We went up to Yorkshire for the weekend (11/12 Nov) - unbelievable how many M/Hs there were on the road. We saw approx 6 in the space of an hour on the A47, all going East on Fri eve.
We then came down the M62/A1 from Leeds to Newark, and then towards Norwich on Sun afty and again loads of M/Hs.

The numbers are definitely growing. Woudl love to know if any members were out in the areas mentioned. Curious to know how popular this site is, compared to how many actual M/Hs there are on the roads today.


----------



## 101543 (Oct 25, 2006)

*what is that idiot waving at*

Hello freewheeler we traveled from the Lakes to Norwich on Sunday and like yourself found that we were not the only one's. Caravans were also in abundance, I guess that we are all moving away from seasonal use. If you noticed a T5 pass you in the outside lane just on the limit! it was possibly me enjoying every part of the journey and still returning 40 mpg.
Must make a sign for other motorhomers to see indicating this is a motorhome please wave. I'm sure they think "what is that idiot waving at"
:roll:


----------



## freewheeler (Nov 6, 2005)

Almost without exception, all the other M/Hs waved or flashed (their headlights). We found this more than interesting because in our old M/H (picture still not updated...) we only got at best a 75% return of wave. Now in our lovely shiny M/H we get more waves. Why's that then???

(Sorry, didn't notice any M/H overtake us.)


----------



## Grizzly (May 9, 2005)

I'm always on the look-out for other members of MHF when we are away and usually ask anyone I see if they know about the site. So far, apart from chrisgog in the Grande Synthe Auchan car park last year I've not met anyone ! Remarkably few know about the site too.
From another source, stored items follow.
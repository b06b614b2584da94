use serde_json::{Map, Value};

/// Rewrites a JSON Schema so every object lists all of its properties in `required`.
///
/// Strict structured outputs reject schemas whose `required` is a subset of
/// `properties`. The rewrite applies to the root, to nested object-typed properties and
/// to object-typed array items, recursively. Everything else is left untouched.
///
/// # Examples
///
/// ```
/// use serde_json::json;
/// use hibiki_llm::provider::openai_chat::make_all_properties_required;
///
/// let schema = json!({
///     "type": "object",
///     "properties": {"a": {"type": "string"}, "b": {"type": "integer"}},
///     "required": ["a"]
/// });
/// let rewritten = make_all_properties_required(&schema);
/// assert_eq!(rewritten["required"], json!(["a", "b"]));
/// ```
pub fn make_all_properties_required(schema: &Value) -> Value {
    let mut schema = schema.clone();
    if let Value::Object(root) = &mut schema {
        require_all(root);
    }
    schema
}

fn require_all(node: &mut Map<String, Value>) {
    let required = match node.get_mut("properties") {
        Some(Value::Object(properties)) => {
            for property in properties.values_mut() {
                let Value::Object(property) = property else {
                    continue;
                };
                if is_object_schema(property) {
                    require_all(property);
                }
                if let Some(Value::Object(items)) = property.get_mut("items") {
                    if is_object_schema(items) {
                        require_all(items);
                    }
                }
            }
            properties
                .keys()
                .map(|key| Value::String(key.clone()))
                .collect::<Vec<_>>()
        }
        _ => return,
    };
    node.insert("required".to_string(), Value::Array(required));
}

/// `"type": "object"` or a type union containing `"object"`.
fn is_object_schema(node: &Map<String, Value>) -> bool {
    match node.get("type") {
        Some(Value::String(kind)) => kind == "object",
        Some(Value::Array(kinds)) => kinds.iter().any(|kind| kind == "object"),
        _ => false,
    }
}
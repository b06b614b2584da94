use std::collections::HashMap;
use std::time::Duration;

/// Extracts the `Retry-After` header (in seconds) if present.
///
/// The value is only reported on [`crate::error::LLMError::Api`]; the client never retries.
/// HTTP-date values are ignored because vendors use the numeric form.
pub(crate) fn retry_after_from_headers(headers: &HashMap<String, String>) -> Option<Duration> {
    headers
        .iter()
        .find(|(name, _)| name.eq_ignore_ascii_case("retry-after"))
        .and_then(|(_, value)| value.trim().parse::<u64>().ok())
        .map(Duration::from_secs)
}
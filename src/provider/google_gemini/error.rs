use std::time::Duration;

use serde::Deserialize;

use crate::error::LLMError;

use super::PROVIDER_NAME;
use super::types::GeminiErrorDetail;

/// Parses the `{"error":{code, message, status}}` envelope returned by Google Gemini.
pub(crate) fn parse_gemini_error(
    status: u16,
    body: &str,
    retry_after: Option<Duration>,
) -> LLMError {
    #[derive(Deserialize)]
    struct ErrorBody {
        error: Option<GeminiErrorDetail>,
    }

    if let Ok(ErrorBody { error: Some(detail) }) = serde_json::from_str::<ErrorBody>(body) {
        return api_error_from_detail(status, detail, retry_after);
    }
    LLMError::Api {
        provider: PROVIDER_NAME,
        status,
        error_type: None,
        code: None,
        message: format!("status {status}: {body}"),
        retry_after,
    }
}

/// The RPC status (`INVALID_ARGUMENT`, ...) becomes the error type, the numeric code the code.
pub(crate) fn api_error_from_detail(
    status: u16,
    detail: GeminiErrorDetail,
    retry_after: Option<Duration>,
) -> LLMError {
    LLMError::Api {
        provider: PROVIDER_NAME,
        status,
        error_type: detail.status.filter(|status| !status.is_empty()),
        code: detail.code.map(|code| code.to_string()),
        message: detail.message.unwrap_or_else(|| "unknown error".to_string()),
        retry_after,
    }
}
//! Call entry points: resolve a provider by name and dispatch a request to it.

use tokio_util::sync::CancellationToken;

use crate::error::LLMError;
use crate::provider::DynProvider;
use crate::registry::{self, ProviderRegistry};
use crate::stream::ChatStream;
use crate::tool::{DynTool, Tool, ToolRegistry};
use crate::types::{ChatOptions, ChatRequest, ChatResponse, JsonSchema, Message};

/// 发送同步聊天请求 通过全局注册表解析 Provider
///
/// # Errors
///
/// Returns [`LLMError::InvalidConfig`] for a blank provider or model name before any I/O,
/// [`LLMError::UnknownProvider`] for an unregistered name, or the provider's own error.
pub async fn call(
    provider: &str,
    request: ChatRequest,
    cancel: CancellationToken,
) -> Result<ChatResponse, LLMError> {
    call_in(registry::global(), provider, request, cancel).await
}

/// 发起流式聊天请求
///
/// # Errors
///
/// See [`call`].
pub async fn call_stream(
    provider: &str,
    request: ChatRequest,
    cancel: CancellationToken,
) -> Result<ChatStream, LLMError> {
    call_stream_in(registry::global(), provider, request, cancel).await
}

/// [`call`] against an explicit registry.
pub async fn call_in(
    registry: &ProviderRegistry,
    provider: &str,
    request: ChatRequest,
    cancel: CancellationToken,
) -> Result<ChatResponse, LLMError> {
    let resolved = resolve(registry, provider, &request)?;
    tracing::debug!(provider = %provider, model = %request.model, "dispatching chat");
    resolved.chat(request, cancel).await
}

/// [`call_stream`] against an explicit registry.
pub async fn call_stream_in(
    registry: &ProviderRegistry,
    provider: &str,
    request: ChatRequest,
    cancel: CancellationToken,
) -> Result<ChatStream, LLMError> {
    let resolved = resolve(registry, provider, &request)?;
    tracing::debug!(provider = %provider, model = %request.model, "dispatching chat stream");
    resolved.stream_chat(request, cancel).await
}

fn resolve(
    registry: &ProviderRegistry,
    provider: &str,
    request: &ChatRequest,
) -> Result<DynProvider, LLMError> {
    if provider.trim().is_empty() {
        return Err(LLMError::invalid_config("provider", "provider name is required"));
    }
    if request.model.trim().is_empty() {
        return Err(LLMError::invalid_config("model", "model name is required"));
    }
    registry.get(provider)
}

/// 绑定 provider + model 与默认选项的便捷句柄
///
/// ```no_run
/// use hibiki_llm::Model;
/// use tokio_util::sync::CancellationToken;
///
/// # async fn run() -> Result<(), hibiki_llm::LLMError> {
/// let model = Model::new("openai", "gpt-4o-mini")
///     .with_system("Answer in one sentence.")
///     .with_temperature(0.2);
/// let response = model.call("Why is the sky blue?", CancellationToken::new()).await?;
/// println!("{}", response.content);
/// # Ok(())
/// # }
/// ```
#[derive(Clone)]
pub struct Model {
    provider: String,
    model: String,
    system: Option<String>,
    options: ChatOptions,
    tools: ToolRegistry,
    response_schema: Option<JsonSchema>,
}

impl Model {
    pub fn new(provider: impl Into<String>, model: impl Into<String>) -> Self {
        Self {
            provider: provider.into(),
            model: model.into(),
            system: None,
            options: ChatOptions::default(),
            tools: ToolRegistry::new(),
            response_schema: None,
        }
    }

    pub fn provider(&self) -> &str {
        &self.provider
    }

    pub fn model(&self) -> &str {
        &self.model
    }

    /// 每次请求前置的 system 消息
    pub fn with_system(mut self, system: impl Into<String>) -> Self {
        self.system = Some(system.into());
        self
    }

    pub fn with_temperature(mut self, temperature: f64) -> Self {
        self.options.temperature = Some(temperature);
        self
    }

    pub fn with_top_p(mut self, top_p: f64) -> Self {
        self.options.top_p = Some(top_p);
        self
    }

    pub fn with_top_k(mut self, top_k: u32) -> Self {
        self.options.top_k = Some(top_k);
        self
    }

    pub fn with_seed(mut self, seed: i64) -> Self {
        self.options.seed = Some(seed);
        self
    }

    pub fn with_max_output_tokens(mut self, max_tokens: u32) -> Self {
        self.options.max_output_tokens = Some(max_tokens);
        self
    }

    pub fn with_stop_sequences(mut self, stop: Vec<String>) -> Self {
        self.options.stop_sequences = stop;
        self
    }

    pub fn with_response_schema(mut self, schema: JsonSchema) -> Self {
        self.response_schema = Some(schema);
        self
    }

    pub fn with_tool(mut self, tool: impl Tool + 'static) -> Self {
        self.tools.register(tool);
        self
    }

    pub fn with_tool_arc(mut self, tool: DynTool) -> Self {
        self.tools.register_arc(tool);
        self
    }

    /// Tools declared on every request, for use with [`crate::tool::execute_tool_calls`].
    pub fn tools(&self) -> &ToolRegistry {
        &self.tools
    }

    /// Builds the request this handle would send for `messages`.
    pub fn request(&self, messages: Vec<Message>) -> ChatRequest {
        let mut all = Vec::with_capacity(messages.len() + 1);
        if let Some(system) = &self.system {
            all.push(Message::system(system.clone()));
        }
        all.extend(messages);

        let mut request = ChatRequest::new(self.model.clone(), all).with_tools(self.tools.definitions());
        request.options = self.options.clone();
        request.response_schema = self.response_schema.clone();
        request
    }

    /// Sends `prompt` as a single user message.
    pub async fn call(
        &self,
        prompt: &str,
        cancel: CancellationToken,
    ) -> Result<ChatResponse, LLMError> {
        self.call_messages(vec![Message::user(prompt)], cancel).await
    }

    pub async fn call_messages(
        &self,
        messages: Vec<Message>,
        cancel: CancellationToken,
    ) -> Result<ChatResponse, LLMError> {
        call(&self.provider, self.request(messages), cancel).await
    }

    /// Like [`Model::call_messages`] but keeps the history so the exchange can be resumed.
    pub async fn converse(
        &self,
        messages: Vec<Message>,
        cancel: CancellationToken,
    ) -> Result<Conversation, LLMError> {
        let response = self.call_messages(messages.clone(), cancel).await?;
        let mut messages = messages;
        messages.push(response.to_message());
        Ok(Conversation { messages, response })
    }

    /// Continues `conversation` with a new user turn, using this handle's provider, model,
    /// options and tools.
    pub async fn resume(
        &self,
        conversation: &Conversation,
        content: &str,
        cancel: CancellationToken,
    ) -> Result<Conversation, LLMError> {
        let mut messages = conversation.messages.clone();
        messages.push(Message::user(content));
        self.converse(messages, cancel).await
    }

    /// Continues `conversation` with the `tool` messages answering its tool calls, usually
    /// produced by [`crate::tool::execute_tool_calls`].
    pub async fn resume_with_tool_outputs(
        &self,
        conversation: &Conversation,
        tool_outputs: Vec<Message>,
        cancel: CancellationToken,
    ) -> Result<Conversation, LLMError> {
        let mut messages = conversation.messages.clone();
        messages.extend(tool_outputs);
        self.converse(messages, cancel).await
    }

    pub async fn stream(
        &self,
        prompt: &str,
        cancel: CancellationToken,
    ) -> Result<ChatStream, LLMError> {
        self.stream_messages(vec![Message::user(prompt)], cancel).await
    }

    pub async fn stream_messages(
        &self,
        messages: Vec<Message>,
        cancel: CancellationToken,
    ) -> Result<ChatStream, LLMError> {
        call_stream(&self.provider, self.request(messages), cancel).await
    }
}

/// 带完整历史的一轮对话结果
///
/// `messages` holds every turn sent so far plus the assistant reply; the handle's system
/// prompt is not part of it and is prepended again on each call.
#[derive(Debug, Clone)]
pub struct Conversation {
    messages: Vec<Message>,
    response: ChatResponse,
}

impl Conversation {
    pub fn response(&self) -> &ChatResponse {
        &self.response
    }

    pub fn messages(&self) -> &[Message] {
        &self.messages
    }

    pub fn into_response(self) -> ChatResponse {
        self.response
    }
}

#[cfg(test)]
mod tests {
    use std::sync::Arc;
    use std::sync::atomic::{AtomicUsize, Ordering};

    use async_trait::async_trait;
    use serde_json::{Value, json};

    use super::*;
    use crate::provider::LLMProvider;
    use crate::types::{CapabilityDescriptor, Role};

    /// 回显最后一条消息的测试 Provider
    struct EchoProvider;

    #[async_trait]
    impl LLMProvider for EchoProvider {
        async fn chat(
            &self,
            request: ChatRequest,
            _cancel: CancellationToken,
        ) -> Result<ChatResponse, LLMError> {
            let last = request.messages.last().map(|m| m.content.clone()).unwrap_or_default();
            Ok(ChatResponse {
                content: format!("{}:{last}", request.model),
                ..ChatResponse::default()
            })
        }

        fn capabilities(&self) -> CapabilityDescriptor {
            CapabilityDescriptor::default()
        }

        fn name(&self) -> &'static str {
            "echo"
        }
    }

    struct Noop;

    #[async_trait]
    impl Tool for Noop {
        fn name(&self) -> &str {
            "noop"
        }

        fn description(&self) -> &str {
            "Does nothing"
        }

        fn parameters(&self) -> Value {
            json!({"type": "object"})
        }

        async fn execute(&self, _arguments: &str) -> Result<Value, LLMError> {
            Ok(Value::Null)
        }
    }

    fn counting_registry() -> (ProviderRegistry, Arc<AtomicUsize>) {
        let registry = ProviderRegistry::new();
        let builds = Arc::new(AtomicUsize::new(0));
        let counter = Arc::clone(&builds);
        registry.register("echo", move || {
            counter.fetch_add(1, Ordering::SeqCst);
            Ok(Arc::new(EchoProvider) as DynProvider)
        });
        (registry, builds)
    }

    #[tokio::test]
    async fn dispatches_to_registered_provider() {
        let (registry, _) = counting_registry();
        let request = ChatRequest::new("m1", vec![Message::user("ping")]);
        let response = call_in(&registry, "echo", request, CancellationToken::new())
            .await
            .expect("response");
        assert_eq!(response.content, "m1:ping");
    }

    #[tokio::test]
    async fn blank_names_fail_before_resolution() {
        let (registry, builds) = counting_registry();
        let err = call_in(
            &registry,
            " ",
            ChatRequest::new("m1", vec![Message::user("ping")]),
            CancellationToken::new(),
        )
        .await
        .expect_err("blank provider");
        assert!(matches!(err, LLMError::InvalidConfig { ref field, .. } if field == "provider"));

        let err = call_stream_in(
            &registry,
            "echo",
            ChatRequest::new("", vec![Message::user("ping")]),
            CancellationToken::new(),
        )
        .await
        .err()
        .expect("blank model");
        assert!(matches!(err, LLMError::InvalidConfig { ref field, .. } if field == "model"));
        assert_eq!(builds.load(Ordering::SeqCst), 0);
    }

    #[tokio::test]
    async fn default_stream_is_unsupported() {
        let (registry, _) = counting_registry();
        let result = call_stream_in(
            &registry,
            "echo",
            ChatRequest::new("m1", vec![Message::user("ping")]),
            CancellationToken::new(),
        )
        .await;
        assert!(matches!(
            result,
            Err(LLMError::UnsupportedFeature { feature: "streaming" })
        ));
    }

    #[test]
    fn model_builds_requests_with_defaults() {
        let model = Model::new("openai", "gpt-4o-mini")
            .with_system("be brief")
            .with_temperature(0.3)
            .with_seed(9)
            .with_max_output_tokens(64)
            .with_tool(Noop);
        let request = model.request(vec![Message::user("hi")]);
        assert_eq!(request.model, "gpt-4o-mini");
        assert_eq!(request.messages.len(), 2);
        assert_eq!(request.messages[0].role, Role::System);
        assert_eq!(request.options.temperature, Some(0.3));
        assert_eq!(request.options.seed, Some(9));
        assert_eq!(request.options.max_output_tokens, Some(64));
        assert_eq!(request.tools.len(), 1);
        assert_eq!(request.tools[0].name, "noop");
        assert_eq!(model.provider(), "openai");
    }
}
I always give fellow MHers the website address and tell them what a useful site it is to join but don't know if they ever do.

I keep meaning to print out a simple flyer to push under windscreens but never do. I know there is one in the downloads section but that is rather printer-ink heavy !

G


----------



## 97587 (Feb 6, 2006)

*A1-M62*

Got to agree, Iwas up the A1 on Thurs to Barnsley area then onto Selby on the Fri. Stayed on a CL saw a lovely big RV there.

Sat saw us down the M62 to Halifax very slowly due to high winds.

Back down the M62 and A1 - A17 on Sun.

Waved to loads and got about 80% returns.

If you saw an 06 Nuevo with a mobility scooter on the back It was Meeeeeeeeeeeeee.

Cheers to all

Pete


----------



## freewheeler (Nov 6, 2005)

We had similar winds on M1 & M62 but were pleased with our M/H stability. We were on the top of the moor at Haworth on Sat night - now that was windy! 

Did a simil route M62/A1/A17 and A47 on Sunday - don't recall seing you but hope you had as good a run as we did.


----------



## teemyob (Nov 22, 2005)

freewheeler said:


> We went up to Yorkshire for the weekend (11/12 Nov) - unbelievable how many M/Hs there were on the road. We saw approx 6 in the space of an hour on the A47, all going East on Fri eve.
> We then came down the M62/A1 from Leeds to Newark, and then towards Norwich on Sun afty and again loads of M/Hs.
> 
> The numbers are definitely growing. Woudl love to know if any members were out in the areas mentioned. Curious to know how popular this site is, compared to how many actual M/Hs there are on the roads today.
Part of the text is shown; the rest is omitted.